**Work to be completed:**
Only the number is needed: how many lines in the entries below contain the string "trait"?
BEGIN Input records
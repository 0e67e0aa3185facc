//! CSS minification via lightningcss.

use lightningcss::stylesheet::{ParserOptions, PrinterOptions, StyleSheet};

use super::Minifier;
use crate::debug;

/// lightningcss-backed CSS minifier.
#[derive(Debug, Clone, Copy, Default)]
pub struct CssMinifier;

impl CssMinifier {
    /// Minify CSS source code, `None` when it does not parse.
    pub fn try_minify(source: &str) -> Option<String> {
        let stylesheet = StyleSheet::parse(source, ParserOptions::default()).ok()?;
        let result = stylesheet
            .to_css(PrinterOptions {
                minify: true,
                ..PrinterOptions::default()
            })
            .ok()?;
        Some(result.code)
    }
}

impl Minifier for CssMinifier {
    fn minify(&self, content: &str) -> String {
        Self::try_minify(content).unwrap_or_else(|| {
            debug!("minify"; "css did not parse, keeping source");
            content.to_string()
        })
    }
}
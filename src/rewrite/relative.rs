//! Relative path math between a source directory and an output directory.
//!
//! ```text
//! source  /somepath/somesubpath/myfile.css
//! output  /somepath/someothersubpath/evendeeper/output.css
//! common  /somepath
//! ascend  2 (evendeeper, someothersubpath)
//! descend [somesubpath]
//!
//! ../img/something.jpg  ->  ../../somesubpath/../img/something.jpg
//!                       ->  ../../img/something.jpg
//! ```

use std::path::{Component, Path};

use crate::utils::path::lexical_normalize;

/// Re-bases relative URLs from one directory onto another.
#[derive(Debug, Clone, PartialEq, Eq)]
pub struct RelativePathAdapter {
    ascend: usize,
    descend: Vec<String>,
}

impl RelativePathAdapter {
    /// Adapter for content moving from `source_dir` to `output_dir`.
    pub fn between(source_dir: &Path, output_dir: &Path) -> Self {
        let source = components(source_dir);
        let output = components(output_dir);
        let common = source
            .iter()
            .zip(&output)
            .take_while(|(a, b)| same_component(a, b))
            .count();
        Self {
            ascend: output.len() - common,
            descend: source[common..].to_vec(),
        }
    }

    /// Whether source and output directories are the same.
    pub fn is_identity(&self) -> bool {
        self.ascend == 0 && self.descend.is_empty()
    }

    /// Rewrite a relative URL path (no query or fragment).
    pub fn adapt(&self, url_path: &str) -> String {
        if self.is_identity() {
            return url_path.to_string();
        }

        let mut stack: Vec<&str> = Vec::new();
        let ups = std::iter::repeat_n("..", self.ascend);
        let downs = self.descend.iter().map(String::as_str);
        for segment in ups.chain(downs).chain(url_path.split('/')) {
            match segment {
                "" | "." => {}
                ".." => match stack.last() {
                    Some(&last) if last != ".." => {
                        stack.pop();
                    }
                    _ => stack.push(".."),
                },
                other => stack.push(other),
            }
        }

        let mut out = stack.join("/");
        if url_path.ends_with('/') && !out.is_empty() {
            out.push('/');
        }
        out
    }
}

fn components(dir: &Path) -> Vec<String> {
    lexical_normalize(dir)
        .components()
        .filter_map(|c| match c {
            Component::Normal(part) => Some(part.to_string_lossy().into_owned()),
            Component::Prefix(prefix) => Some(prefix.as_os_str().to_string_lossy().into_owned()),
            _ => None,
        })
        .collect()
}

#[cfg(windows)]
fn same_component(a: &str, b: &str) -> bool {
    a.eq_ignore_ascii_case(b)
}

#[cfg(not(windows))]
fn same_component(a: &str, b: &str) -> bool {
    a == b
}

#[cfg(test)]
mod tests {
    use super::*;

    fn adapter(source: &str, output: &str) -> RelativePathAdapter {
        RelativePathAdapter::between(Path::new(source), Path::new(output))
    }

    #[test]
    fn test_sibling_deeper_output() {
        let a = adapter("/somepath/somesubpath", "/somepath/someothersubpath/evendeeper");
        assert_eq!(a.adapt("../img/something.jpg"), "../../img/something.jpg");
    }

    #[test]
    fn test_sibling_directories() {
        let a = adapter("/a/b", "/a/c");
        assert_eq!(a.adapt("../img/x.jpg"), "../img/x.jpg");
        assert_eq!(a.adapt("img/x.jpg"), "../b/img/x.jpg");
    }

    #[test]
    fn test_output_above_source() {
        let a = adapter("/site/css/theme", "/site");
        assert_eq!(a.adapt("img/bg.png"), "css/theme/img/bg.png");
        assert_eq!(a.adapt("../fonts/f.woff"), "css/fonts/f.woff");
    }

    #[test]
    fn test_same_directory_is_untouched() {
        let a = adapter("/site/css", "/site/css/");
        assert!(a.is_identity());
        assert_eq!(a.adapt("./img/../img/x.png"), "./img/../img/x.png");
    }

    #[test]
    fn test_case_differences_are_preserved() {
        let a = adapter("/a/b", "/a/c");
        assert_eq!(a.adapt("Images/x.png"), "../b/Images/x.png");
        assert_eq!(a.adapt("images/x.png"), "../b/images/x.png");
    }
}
END Input records
BEGIN Input records
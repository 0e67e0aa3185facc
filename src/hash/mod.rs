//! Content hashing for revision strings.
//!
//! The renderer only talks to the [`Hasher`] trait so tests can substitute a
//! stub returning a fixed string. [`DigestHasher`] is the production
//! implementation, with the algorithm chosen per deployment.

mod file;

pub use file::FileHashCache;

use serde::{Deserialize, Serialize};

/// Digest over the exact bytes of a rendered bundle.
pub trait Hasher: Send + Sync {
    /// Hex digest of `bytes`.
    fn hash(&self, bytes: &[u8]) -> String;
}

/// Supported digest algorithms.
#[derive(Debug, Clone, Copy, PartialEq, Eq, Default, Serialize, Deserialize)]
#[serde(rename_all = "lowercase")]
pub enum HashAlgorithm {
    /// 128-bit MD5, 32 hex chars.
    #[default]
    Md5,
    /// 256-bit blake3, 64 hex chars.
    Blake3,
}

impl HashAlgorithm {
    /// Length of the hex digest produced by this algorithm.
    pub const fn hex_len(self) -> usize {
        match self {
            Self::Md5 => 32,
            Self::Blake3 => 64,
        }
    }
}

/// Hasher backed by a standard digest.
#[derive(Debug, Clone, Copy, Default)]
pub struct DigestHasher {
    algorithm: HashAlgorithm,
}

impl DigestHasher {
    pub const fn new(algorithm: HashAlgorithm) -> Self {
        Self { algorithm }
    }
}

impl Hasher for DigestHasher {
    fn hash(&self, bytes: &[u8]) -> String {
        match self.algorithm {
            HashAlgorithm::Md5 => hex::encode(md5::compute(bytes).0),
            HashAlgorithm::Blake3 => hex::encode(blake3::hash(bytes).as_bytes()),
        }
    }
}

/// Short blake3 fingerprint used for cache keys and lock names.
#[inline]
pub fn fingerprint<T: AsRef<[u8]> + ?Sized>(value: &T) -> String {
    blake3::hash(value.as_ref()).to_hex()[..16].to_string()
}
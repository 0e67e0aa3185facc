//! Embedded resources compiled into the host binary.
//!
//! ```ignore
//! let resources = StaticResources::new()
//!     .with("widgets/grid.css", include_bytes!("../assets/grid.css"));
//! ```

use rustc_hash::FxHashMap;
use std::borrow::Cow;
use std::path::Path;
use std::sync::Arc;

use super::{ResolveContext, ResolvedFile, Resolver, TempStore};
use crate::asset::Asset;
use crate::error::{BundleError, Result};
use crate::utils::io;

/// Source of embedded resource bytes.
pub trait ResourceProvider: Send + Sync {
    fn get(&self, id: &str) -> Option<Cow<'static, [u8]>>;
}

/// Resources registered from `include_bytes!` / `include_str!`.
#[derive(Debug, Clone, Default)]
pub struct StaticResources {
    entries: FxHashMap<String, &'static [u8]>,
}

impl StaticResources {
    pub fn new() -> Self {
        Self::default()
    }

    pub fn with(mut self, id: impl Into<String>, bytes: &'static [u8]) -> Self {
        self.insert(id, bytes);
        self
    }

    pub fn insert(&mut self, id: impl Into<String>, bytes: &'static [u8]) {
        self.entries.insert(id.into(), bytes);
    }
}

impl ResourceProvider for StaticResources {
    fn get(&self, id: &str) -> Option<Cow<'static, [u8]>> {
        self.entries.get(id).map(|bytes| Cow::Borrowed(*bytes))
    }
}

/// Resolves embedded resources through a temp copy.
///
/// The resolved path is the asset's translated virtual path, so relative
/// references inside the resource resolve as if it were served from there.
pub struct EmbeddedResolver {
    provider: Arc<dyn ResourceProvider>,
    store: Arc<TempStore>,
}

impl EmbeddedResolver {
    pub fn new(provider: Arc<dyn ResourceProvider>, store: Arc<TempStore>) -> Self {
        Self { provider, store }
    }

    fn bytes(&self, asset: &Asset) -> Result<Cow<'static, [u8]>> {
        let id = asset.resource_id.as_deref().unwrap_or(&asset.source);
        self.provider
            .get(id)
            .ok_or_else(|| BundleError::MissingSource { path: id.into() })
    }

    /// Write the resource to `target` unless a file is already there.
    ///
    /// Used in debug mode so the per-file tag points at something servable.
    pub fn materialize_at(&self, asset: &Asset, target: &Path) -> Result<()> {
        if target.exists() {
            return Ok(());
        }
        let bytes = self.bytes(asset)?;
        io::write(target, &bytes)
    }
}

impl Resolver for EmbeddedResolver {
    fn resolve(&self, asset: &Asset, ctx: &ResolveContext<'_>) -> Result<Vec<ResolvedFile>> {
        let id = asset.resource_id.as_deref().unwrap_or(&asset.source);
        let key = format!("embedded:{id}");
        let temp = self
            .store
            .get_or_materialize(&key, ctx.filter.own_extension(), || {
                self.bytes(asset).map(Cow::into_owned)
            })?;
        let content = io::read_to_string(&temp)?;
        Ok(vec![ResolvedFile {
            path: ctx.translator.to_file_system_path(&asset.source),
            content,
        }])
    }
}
END Input records
**Output below:**
3